Lassa virus causes deadly hemorrhagic fever in thousands of people each year in West Africa, yet its main animal host—the Natal multimammate mouse—carries the virus without getting sick. Understanding how this small rodent tolerates the infection may reveal why humans become severely ill and could point the way to better treatments and vaccines. This study looks closely at how key immune cells from these mice react when they meet Lassa virus in the lab.

Figure 1
Figure 1.

The everyday host behind a dangerous disease

Lassa virus is spread to humans mainly from the Natal multimammate mouse, a common rodent that lives in and around homes and food stores. In people, infection can lead to high fever, organ failure, and death, and there are no widely available vaccines. Yet the same virus can spread through the mouse’s body and linger in organs like the liver and spleen without causing obvious damage.
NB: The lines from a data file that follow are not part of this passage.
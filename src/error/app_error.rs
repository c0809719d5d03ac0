use axum::extract::multipart::MultipartRejection;
use axum::extract::rejection::{JsonRejection, PathRejection, QueryRejection};
use diesel_async::pooled_connection::PoolError;
use diesel_async::pooled_connection::bb8::RunError;
use serde::Serialize;
use thiserror::Error;
use utoipa::ToSchema;

use crate::config::ConfigError;
use crate::error::DatabaseErrorConverter;

/// A single field failure reported by request validation.
#[derive(Debug, Clone, PartialEq, Eq, Serialize, ToSchema)]
pub struct ValidationFieldError {
    pub field: String,
    pub message: String,
}

/// Application-wide error type.
///
/// Absence of a record is not an error at the service layer; handlers turn
/// a `None` into [`AppError::NotFound`] when the HTTP contract requires a 404.
#[derive(Error, Debug)]
pub enum AppError {
    #[error("Resource not found: {entity} with {field}={value}")]
    NotFound {
        entity: String,
        field: String,
        value: String,
    },

    /// Unique constraint violation
    #[error("Duplicate entry: {entity}.{field} = '{value}' already exists")]
    Duplicate {
        entity: String,
        field: String,
        value: String,
    },

    /// Invalid input detected before any store access
    #[error("Validation failed for {field}: {reason}")]
    Validation { field: String, reason: String },

    /// Field errors collected by the `validator` derive on request DTOs
    #[error("Validation failed for {} field(s)", errors.len())]
    ValidationErrors { errors: Vec<ValidationFieldError> },

    #[error("Bad request: {message}")]
    BadRequest { message: String },

    #[error("Unprocessable content: {message}")]
    UnprocessableContent { message: String },

    /// Background task queue is at capacity
    #[error("Task queue is full (capacity {capacity})")]
    QueueFull { capacity: usize },

    #[error("Payload exceeds the {limit} byte limit")]
    PayloadTooLarge { limit: u64 },

    #[error("Database operation failed: {operation}")]
    Database {
        operation: String,
        #[source]
        source: anyhow::Error,
    },

    #[error("Configuration error: {key}")]
    Configuration {
        key: String,
        #[source]
        source: anyhow::Error,
    },

    #[error("Connection pool error")]
    ConnectionPool {
        #[source]
        source: anyhow::Error,
    },

    #[error("Internal error")]
    Internal {
        #[source]
        source: anyhow::Error,
    },
}

impl AppError {
    /// Not-found error for an entity looked up by id
    pub fn not_found(entity: &str, id: impl ToString) -> Self {
        AppError::NotFound {
            entity: entity.to_string(),
            field: "id".to_string(),
            value: id.to_string(),
        }
    }

    pub fn validation(field: impl Into<String>, reason: impl Into<String>) -> Self {
        AppError::Validation {
            field: field.into(),
            reason: reason.into(),
        }
    }

    pub fn bad_request(message: impl Into<String>) -> Self {
        AppError::BadRequest {
            message: message.into(),
        }
    }
}

impl From<anyhow::Error> for AppError {
    fn from(error: anyhow::Error) -> Self {
        AppError::Internal { source: error }
    }
}

impl From<diesel::result::Error> for AppError {
    fn from(error: diesel::result::Error) -> Self {
        DatabaseErrorConverter::convert_diesel_error(error, "database operation")
    }
}

impl From<RunError> for AppError {
    fn from(error: RunError) -> Self {
        AppError::ConnectionPool {
            source: anyhow::Error::from(error),
        }
    }
}

impl From<PoolError> for AppError {
    fn from(error: PoolError) -> Self {
        AppError::ConnectionPool {
            source: anyhow::Error::from(error),
        }
    }
}

impl From<ConfigError> for AppError {
    fn from(error: ConfigError) -> Self {
        let key = match &error {
            ConfigError::ValidationError { field, .. } => field.clone(),
            _ => "settings".to_string(),
        };
        AppError::Configuration {
            key,
            source: anyhow::Error::from(error),
        }
    }
}

impl From<validator::ValidationErrors> for AppError {
    fn from(errors: validator::ValidationErrors) -> Self {
        let mut errors: Vec<ValidationFieldError> = errors
            .field_errors()
            .into_iter()
            .flat_map(|(field, field_errors)| {
                field_errors.iter().map(move |error| ValidationFieldError {
                    field: field.to_string(),
                    message: error
                        .message
                        .as_ref()
                        .map(|m| m.to_string())
                        .unwrap_or_else(|| format!("failed '{}' check", error.code)),
                })
            })
            .collect();
        errors.sort_by(|a, b| a.field.cmp(&b.field));
        AppError::ValidationErrors { errors }
    }
}

impl From<JsonRejection> for AppError {
    fn from(rejection: JsonRejection) -> Self {
        match rejection {
            JsonRejection::JsonDataError(err) => AppError::UnprocessableContent {
                message: err.body_text(),
            },
            other => AppError::BadRequest {
                message: other.body_text(),
            },
        }
    }
}

impl From<QueryRejection> for AppError {
    fn from(rejection: QueryRejection) -> Self {
        AppError::BadRequest {
            message: rejection.body_text(),
        }
    }
}

impl From<PathRejection> for AppError {
    fn from(rejection: PathRejection) -> Self {
        AppError::BadRequest {
            message: rejection.body_text(),
        }
    }
}

impl From<MultipartRejection> for AppError {
    fn from(rejection: MultipartRejection) -> Self {
        AppError::BadRequest {
            message: rejection.body_text(),
        }
    }
}

/// Type alias for Result with AppError to simplify function signatures
pub type AppResult<T> = Result<T, AppError>;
This curious contrast suggests that, over a long shared history, virus and rodent have reached a fragile peace that limits disease while allowing the virus to persist.

Building the mouse’s immune cells in a dish

To explore this peace pact, the researchers first had to grow in the lab the two types of immune cells that Lassa virus targets early in infection: macrophages, which swallow and digest invaders, and dendritic cells, which act as scouts to alert the rest of the immune system. Using bone marrow from the mice, they successfully coaxed cells to become fully functional macrophages and dendritic cells. These lab-grown cells could ingest particles, respond strongly to standard bacterial and viral mimics, and showed the right surface markers and shapes, confirming that they behaved like real infection-fighting cells.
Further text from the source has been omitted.